:: MATERIAL PROVIDED

pub mod navigator;

pub use navigator::{Decision, NavigatorConfig, RealtimeNavigator};
use crate::error::PilotError;
use crossbeam_channel::{Receiver, Sender};
use parking_lot::RwLock;
use std::sync::Arc;

#[derive(Debug, Clone, PartialEq)]
pub enum AppState {
    Initializing,
    Running,
    Recovering { from_error: String },
    Stopping,
    Stopped,
}

pub struct StateManager {
    state: Arc<RwLock<AppState>>,
    state_tx: Sender<AppState>,
    state_rx: Receiver<AppState>,
}

impl Default for StateManager {
    fn default() -> Self {
        Self::new()
    }
}

impl StateManager {
    pub fn new() -> Self {
        let (state_tx, state_rx) = crossbeam_channel::unbounded();
        Self {
            state: Arc::new(RwLock::new(AppState::Initializing)),
            state_tx,
            state_rx,
        }
    }

    pub fn transition(&self, new_state: AppState) -> Result<(), PilotError> {
        let mut current = self.state.write();

        let valid = matches!(
            (&*current, &new_state),
            (AppState::Initializing, AppState::Running)
                | (AppState::Running, AppState::Recovering { .. })
                | (AppState::Running, AppState::Stopping)
                | (AppState::Recovering { .. }, AppState::Running)
                | (AppState::Recovering { .. }, AppState::Stopping)
                | (AppState::Stopping, AppState::Stopped)
        );

        if !valid {
            return Err(PilotError::Fatal(format!(
                "Invalid state transition: {:?} -> {:?}",
                *current, new_state
            )));
        }

        tracing::info!("State transition: {:?} -> {:?}", *current, new_state);
        *current = new_state.clone();
        let _ = self.state_tx.send(new_state);
        Ok(())
    }

    pub fn current(&self) -> AppState {
        self.state.read().clone()
    }

    pub fn subscribe(&self) -> Receiver<AppState> {
        self.state_rx.clone()
    }
}

#[cfg(test)]
mod tests {
    use super::*;

    #[test]
    fn valid_transition_sequence_succeeds() {
        let mgr = StateManager::new();
        assert_eq!(mgr.current(), AppState::Initializing);
        mgr.transition(AppState::Running).unwrap();
        mgr.transition(AppState::Stopping).unwrap();
        mgr.transition(AppState::Stopped).unwrap();
        assert_eq!(mgr.current(), AppState::Stopped);
    }

    #[test]
    fn invalid_transition_is_rejected() {
        let mgr = StateManager::new();
        let err = mgr.transition(AppState::Stopped).unwrap_err();
        assert!(matches!(err, PilotError::Fatal(_)));
        assert_eq!(mgr.current(), AppState::Initializing);
    }
}
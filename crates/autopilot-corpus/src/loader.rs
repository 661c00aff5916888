//! Parses and validates the two immutable JSON input files (spec §6) into
//! a [`Corpus`]. Rejects anything that violates the §3/§8 invariants with a
//! field-named diagnostic rather than panicking or silently coercing.

use crate::model::{Chunk, ChunkId, Corpus, TranscriptId, TranscriptItem};
use autopilot_foundation::CorpusError;
use serde::Deserialize;
use std::path::Path;

#[derive(Debug, Deserialize)]
struct TranscriptRecord {
    transcript_index: u32,
    transcript_id: String,
    transcript: String,
    #[serde(default)]
    early_forward: bool,
}

#[derive(Debug, Deserialize)]
struct ChunkRecord {
    chunk_index: u32,
    chunk_id: String,
    source_transcripts: Vec<String>,
    chunk: String,
}

pub fn load_corpus(
    transcript_path: impl AsRef<Path>,
    chunk_path: impl AsRef<Path>,
) -> Result<Corpus, CorpusError> {
    let transcript_records: Vec<TranscriptRecord> = read_json(transcript_path.as_ref())?;
    let chunk_records: Vec<ChunkRecord> = read_json(chunk_path.as_ref())?;
    build_corpus(transcript_records, chunk_records)
}

fn read_json<T: for<'de> Deserialize<'de>>(path: &Path) -> Result<T, CorpusError> {
    let data = std::fs::read_to_string(path).map_err(|source| CorpusError::Io {
        path: path.display().to_string(),
        source,
    })?;
    serde_json::from_str(&data).map_err(|source| CorpusError::Parse {
        path: path.display().to_string(),
        source,
    })
}

fn build_corpus(
    transcript_records: Vec<TranscriptRecord>,
    chunk_records: Vec<ChunkRecord>,
) -> Result<Corpus, CorpusError> {
    let transcripts = validate_transcripts(transcript_records)?;
    let known_ids: std::collections::HashSet<&str> = transcripts
        .iter()
        .map(|t| t.transcript_id.0.as_str())
        .collect();
    let chunks = validate_chunks(chunk_records, &known_ids)?;
    Ok(Corpus::new(transcripts, chunks))
}

fn invariant(field: &str, reason: impl Into<String>) -> CorpusError {
    CorpusError::Invariant {
        field: field.to_string(),
        reason: reason.into(),
    }
}

fn validate_transcripts(
    records: Vec<TranscriptRecord>,
) -> Result<Vec<TranscriptItem>, CorpusError> {
    if records.is_empty() {
        return Err(invariant("transcript_index", "corpus has no transcripts"));
    }

    let mut seen_ids = std::collections::HashSet::new();
    let mut items = Vec::with_capacity(records.len());

    for (expected_index, rec) in records.into_iter().enumerate() {
        if rec.transcript_index as usize != expected_index {
            return Err(invariant(
                "transcript_index",
                format!(
                    "expected dense ascending index {}, got {}",
                    expected_index, rec.transcript_index
                ),
            ));
        }
        if !seen_ids.insert(rec.transcript_id.clone()) {
            return Err(invariant(
                "transcript_id",
                format!("duplicate transcript_id {:?}", rec.transcript_id),
            ));
        }

        items.push(TranscriptItem {
            transcript_index: rec.transcript_index,
            transcript_id: TranscriptId(rec.transcript_id),
            text: rec.transcript,
            early_forward: rec.early_forward,
        });
    }

    Ok(items)
}

fn validate_chunks(
    records: Vec<ChunkRecord>,
    known_transcript_ids: &std::collections::HashSet<&str>,
) -> Result<Vec<Chunk>, CorpusError> {
    let mut seen_ids = std::collections::HashSet::new();
    let mut chunks = Vec::with_capacity(records.len());

    for (expected_index, rec) in records.into_iter().enumerate() {
        if rec.chunk_index as usize != expected_index {
            return Err(invariant(
                "chunk_index",
                format!(
                    "expected dense ascending index {}, got {}",
                    expected_index, rec.chunk_index
                ),
            ));
        }
        if !seen_ids.insert(rec.chunk_id.clone()) {
            return Err(invariant(
                "chunk_id",
                format!("duplicate chunk_id {:?}", rec.chunk_id),
            ));
        }
        if rec.source_transcripts.is_empty() || rec.source_transcripts.len() > 2 {
            return Err(invariant(
                "source_transcripts",
                format!(
                    "chunk {} has {} source transcripts, expected 1 or 2",
                    rec.chunk_id,
                    rec.source_transcripts.len()
                ),
            ));
        }
        for id in &rec.source_transcripts {
            if !known_transcript_ids.contains(id.as_str()) {
                return Err(invariant(
                    "source_transcripts",
                    format!("chunk {} references unknown transcript {}", rec.chunk_id, id),
                ));
            }
        }
        let token_count = rec.chunk.split_whitespace().count();
        if token_count != 7 {
            return Err(invariant(
                "chunk",
                format!(
                    "chunk {} has {} tokens, expected 7",
                    rec.chunk_id, token_count
                ),
            ));
        }

        chunks.push(Chunk {
            chunk_index: rec.chunk_index,
            chunk_id: ChunkId(rec.chunk_id),
            source_transcripts: rec
                .source_transcripts
                .into_iter()
                .map(TranscriptId)
                .collect(),
            text: rec.chunk,
        });
    }

    for pair in chunks.windows(2) {
        let (prev, next) = (&pair[0], &pair[1]);
        let prev_tail: Vec<&str> = prev.tokens().into_iter().skip(1).collect();
        let next_head: Vec<&str> = next.tokens().into_iter().take(6).collect();
        if prev_tail != next_head {
            return Err(invariant(
                "chunk",
                format!(
                    "consecutive chunks {} and {} do not overlap by 6 tokens",
                    prev.chunk_id.0, next.chunk_id.0
                ),
            ));
        }
    }

    Ok(chunks)
}

#[cfg(test)]
mod tests {
    use super::*;
    use std::io::Write;

    fn write_fixture(dir: &tempfile::TempDir, name: &str, contents: &str) -> std::path::PathBuf {
        let path = dir.path().join(name);
        let mut f = std::fs::File::create(&path).unwrap();
        f.write_all(contents.as_bytes()).unwrap();
        path
    }

    const TRANSCRIPTS: &str = r#"[
        {"transcript_index": 0, "transcript_id": "t0", "transcript": "the ability to say no", "early_forward": true},
        {"transcript_index": 1, "transcript_id": "t1", "transcript": "have you ever struggled when you tried to say no to someone", "early_forward": true}
    ]"#;

    const CHUNKS: &str = r#"[
        {"chunk_index": 0, "chunk_id": "c0", "source_transcripts": ["t0"], "chunk": "the ability to say no have you"},
        {"chunk_index": 1, "chunk_id": "c1", "source_transcripts": ["t0", "t1"], "chunk": "ability to say no have you ever"}
    ]"#;

    #[test]
    fn loads_a_well_formed_corpus() {
        let dir = tempfile::tempdir().unwrap();
        let tp = write_fixture(&dir, "t.json", TRANSCRIPTS);
        let cp = write_fixture(&dir, "c.json", CHUNKS);

        let corpus = load_corpus(&tp, &cp).unwrap();
        assert_eq!(corpus.transcripts.len(), 2);
        assert_eq!(corpus.len_chunks(), 2);
        assert_eq!(
            corpus.chunk_by_index(1).unwrap().source_transcripts.len(),
            2
        );
    }

    #[test]
    fn rejects_non_dense_transcript_index() {
        let bad = r#"[{"transcript_index": 1, "transcript_id": "t0", "transcript": "x", "early_forward": false}]"#;
        let records: Vec<TranscriptRecord> = serde_json::from_str(bad).unwrap();
        let err = validate_transcripts(records).unwrap_err();
        assert!(matches!(err, CorpusError::Invariant { field, .. } if field == "transcript_index"));
    }

    #[test]
    fn rejects_chunk_referencing_unknown_transcript() {
        let known: std::collections::HashSet<&str> = ["t0"].into_iter().collect();
        let bad = r#"[{"chunk_index": 0, "chunk_id": "c0", "source_transcripts": ["tX"], "chunk": "a b c d e f g"}]"#;
        let records: Vec<ChunkRecord> = serde_json::from_str(bad).unwrap();
        let err = validate_chunks(records, &known).unwrap_err();
        assert!(matches!(err, CorpusError::Invariant { field, .. } if field == "source_transcripts"));
    }

    #[test]
    fn rejects_chunk_with_wrong_token_count() {
        let known: std::collections::HashSet<&str> = ["t0"].into_iter().collect();
        let bad = r#"[{"chunk_index": 0, "chunk_id": "c0", "source_transcripts": ["t0"], "chunk": "too few tokens"}]"#;
        let records: Vec<ChunkRecord> = serde_json::from_str(bad).unwrap();
        let err = validate_chunks(records, &known).unwrap_err();
        assert!(matches!(err, CorpusError::Invariant { field, .. } if field == "chunk"));
    }

    #[test]
    fn rejects_non_overlapping_consecutive_chunks() {
        let known: std::collections::HashSet<&str> = ["t0"].into_iter().collect();
        let bad = r#"[
            {"chunk_index": 0, "chunk_id": "c0", "source_transcripts": ["t0"], "chunk": "a b c d e f g"},
            {"chunk_index": 1, "chunk_id": "c1", "source_transcripts": ["t0"], "chunk": "z z z z z z z"}
        ]"#;
        let records: Vec<ChunkRecord> = serde_json::from_str(bad).unwrap();
        let err = validate_chunks(records, &known).unwrap_err();
        assert!(matches!(err, CorpusError::Invariant { field, .. } if field == "chunk"));
    }
}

::::

**EXERCISE GOAL**: Copy out all lines of the material containing the word "usize".

**RESULT**:
        if rec.transcript_index as usize != expected_index {
        if rec.chunk_index as usize != expected_index {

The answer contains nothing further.